The last shot I got was when I was out with Joe Ferris, in whose company I had killed my first buffalo, just thirteen years before, and not very far from the spot I then was at. We had seen two or three bands that morning, and in each case, after a couple of hours of useless effort, I failed to get near enough. At last, towards mid-day, we got within range of a small band lying down in a little cup-shaped hollow in the middle of a great flat. I did not have a close shot, for they were running about one hundred and eighty yards off. The buck was rear-most, and at him I aimed; the bullet struck him in the flank, coming out of the opposite shoulder, and he fell in his next bound. As we stood over him, Joe shook his head, and said, “I guess that little 30–30 is the ace”; and I told him I guessed so too.
A Tame White Goat
VI
A TAME WHITE GOAT
One of the queerest wild beasts in North America is the so-called white goat. It is found all along the highest peaks of the Rocky Mountains from Alaska into Montana, Idaho, and Washington. Really it is not a goat at all, but a kind of mountain-antelope, whose nearest kinsfolk are certain Asiatic antelopes found in the Himalayas. It is a squat, powerfully built, and rather clumsy-looking animal, about as heavy as a good-sized deer, but not as tall. It is pure white in color, except that its hoofs, horns, and muzzle are jet black. In winter its fleece is very long, and at that time it wears a long beard, which makes it look still more like a goat. It has a very distinct hump on the shoulders, and the head is usually carried low.
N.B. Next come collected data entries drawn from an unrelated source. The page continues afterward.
//! Fan-in of per-sample columns into the methylation matrix.
//!
//! The assembler is the only state shared between sample workers. Each
//! submission is an atomic append under a mutex; the expected sample set
//! comes from the manifest, so the assembler never has to discover how many
//! samples exist. Waiting is bounded by an optional deadline and by the
//! explicit `close` signal.

use indexmap::IndexMap;
use log::{debug, warn};
use std::sync::{Arc, Condvar, Mutex, MutexGuard, PoisonError};
use std::time::{Duration, Instant};

use crate::error::AssemblyError;
use crate::regions::RegionSet;
use crate::types::SampleColumn;

/// Rectangular region × sample table.
#[derive(Debug, Clone, PartialEq)]
pub struct MethylationMatrix {
    /// Row identifiers in master region order.
    pub region_ids: Vec<String>,
    /// Column identifiers in manifest order.
    pub samples: Vec<String>,
    /// One column per sample, each with one cell per region.
    pub columns: Vec<Vec<Option<f64>>>,
    /// Expected samples that never reported; their columns are all `None`.
    pub missing_samples: Vec<String>,
}

impl MethylationMatrix {
    pub fn num_rows(&self) -> usize {
        self.region_ids.len()
    }

    pub fn num_cols(&self) -> usize {
        self.samples.len()
    }

    /// Whether every expected sample contributed its column.
    pub fn is_complete(&self) -> bool {
        self.missing_samples.is_empty()
    }

    pub fn get(&self, row: usize, col: usize) -> Option<f64> {
        self.columns.get(col).and_then(|c| c.get(row)).copied().flatten()
    }

    pub fn column(&self, sample_id: &str) -> Option<&[Option<f64>]> {
        self.samples
            .iter()
            .position(|s| s == sample_id)
            .map(|i| self.columns[i].as_slice())
    }
}

struct State {
    /// Manifest order; `None` until the sample reports.
    columns: IndexMap<String, Option<Vec<Option<f64>>>>,
    reported: usize,
    closed: bool,
    finalized: bool,
}

impl State {
    fn all_reported(&self) -> bool {
        self.reported == self.columns.len()
    }
}

/// Thread-safe accumulator for per-sample columns.
pub struct MatrixAssembler {
    regions: Arc<RegionSet>,
    state: Mutex<State>,
    ready: Condvar,
}

impl MatrixAssembler {
    /// Create an assembler expecting exactly `samples`, in column order.
    pub fn new<I>(regions: Arc<RegionSet>, samples: I) -> Self
    where
        I: IntoIterator<Item = String>,
    {
        let columns = samples.into_iter().map(|s| (s, None)).collect();
        MatrixAssembler {
            regions,
            state: Mutex::new(State {
                columns,
                reported: 0,
                closed: false,
                finalized: false,
            }),
            ready: Condvar::new(),
        }
    }

    fn lock(&self) -> MutexGuard<'_, State> {
        self.state.lock().unwrap_or_else(PoisonError::into_inner)
    }

    /// Add one sample's column.
    ///
    /// A rejected submission leaves the accumulator untouched; in particular
    /// a duplicate never replaces the value stored first.
    pub fn submit(&self, column: SampleColumn) -> Result<(), AssemblyError> {
        let expected = self.regions.len();
        let mut state = self.lock();

        if state.finalized {
            return Err(AssemblyError::Closed(column.sample_id));
        }
        if column.values.len() != expected {
            return Err(AssemblyError::RowCountMismatch {
                sample: column.sample_id,
                found: column.values.len(),
                expected,
            });
        }

        let Some(slot) = state.columns.get_mut(&column.sample_id) else {
            return Err(AssemblyError::UnknownSample(column.sample_id));
        };
        if let Some(previous) = slot {
            let divergent = *previous != column.values;
            return Err(AssemblyError::DuplicateSample {
                sample: column.sample_id,
                divergent,
            });
        }

        *slot = Some(column.values);
        state.reported += 1;
        debug!(
            "Sample {} assembled ({}/{})",
            column.sample_id,
            state.reported,
            state.columns.len()
        );

        if state.all_reported() {
            self.ready.notify_all();
        }
        Ok(())
    }

    /// Signal that no further submissions will be made.
    pub fn close(&self) {
        let mut state = self.lock();
        state.closed = true;
        self.ready.notify_all();
    }

    /// Number of samples that have reported so far.
    pub fn reported(&self) -> usize {
        self.lock().reported
    }

    /// Wait until every sample reported, `close` was called, or `timeout`
    /// elapsed, then finalize.
    ///
    /// With `timeout == None` the caller must guarantee that `close` is
    /// eventually called.
    pub fn wait(&self, timeout: Option<Duration>) -> MethylationMatrix {
        let deadline = timeout.map(|t| Instant::now() + t);
        let mut state = self.lock();

        while !state.all_reported() && !state.closed {
            match deadline {
                Some(deadline) => {
                    let now = Instant::now();
                    if now >= deadline {
                        warn!(
                            "Timed out waiting for samples: {}/{} reported",
                            state.reported,
                            state.columns.len()
                        );
                        break;
                    }
                    state = self
                        .ready
                        .wait_timeout(state, deadline - now)
                        .unwrap_or_else(PoisonError::into_inner)
                        .0;
                }
                None => {
                    state = self
                        .ready
                        .wait(state)
                        .unwrap_or_else(PoisonError::into_inner);
                }
            }
        }

        self.build(&mut state)
    }

    /// Finalize immediately with whatever has been submitted.
    pub fn finalize(&self) -> MethylationMatrix {
        let mut state = self.lock();
        self.build(&mut state)
    }

    fn build(&self, state: &mut State) -> MethylationMatrix {
        state.finalized = true;
        let num_rows = self.regions.len();

        let mut samples = Vec::with_capacity(state.columns.len());
        let mut columns = Vec::with_capacity(state.columns.len());
        let mut missing_samples = Vec::new();

        for (sample, column) in &state.columns {
            samples.push(sample.clone());
            match column {
                Some(values) => columns.push(values.clone()),
                None => {
                    missing_samples.push(sample.clone());
                    columns.push(vec![None; num_rows]);
                }
            }
        }

        MethylationMatrix {
            region_ids: self.regions.ids().to_vec(),
            samples,
            columns,
            missing_samples,
        }
    }
}
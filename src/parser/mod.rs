//! Parsers for the input file formats.

pub mod bed;
pub mod bedgraph;
pub mod manifest;
pub mod util;

pub use bed::{load_region_set, parse_bed};
pub use bedgraph::{parse_aggregated, parse_track, TrackData};
pub use manifest::{parse_manifest, Manifest, ManifestEntry};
White goats are quite as queer in their habits as in their looks. They delight in cold, and, except in the northernmost portion of their range, they keep to the very tops of the mountains; and at mid-day, if the sun is at all powerful, retire to caves to rest themselves. They have the very curious habit of sitting up on their haunches, in the attitude of a dog begging, when looking about for any foe whose presence they suspect. They are wonderful climbers, although they have no liveliness or agility of movement; their surefootedness and remarkable strength enable them to go up or down seemingly impossible places. Their great round hoofs, with sharp-cut edges, can grip the slightest projection in the rocks, and no precipice or ice-wall has any terror for them. At times they come quite low towards the foot-hills, usually to visit some mineral lick, but generally they are found only in the very high broken ground, among stupendous crags and precipices. They are self-confident, rather stupid beasts, and as they are accustomed to look for danger only from below, it is an easy matter to approach them if once the hunter is able to get above them; but they live in such inaccessible places that their pursuit entails great labor and hardship.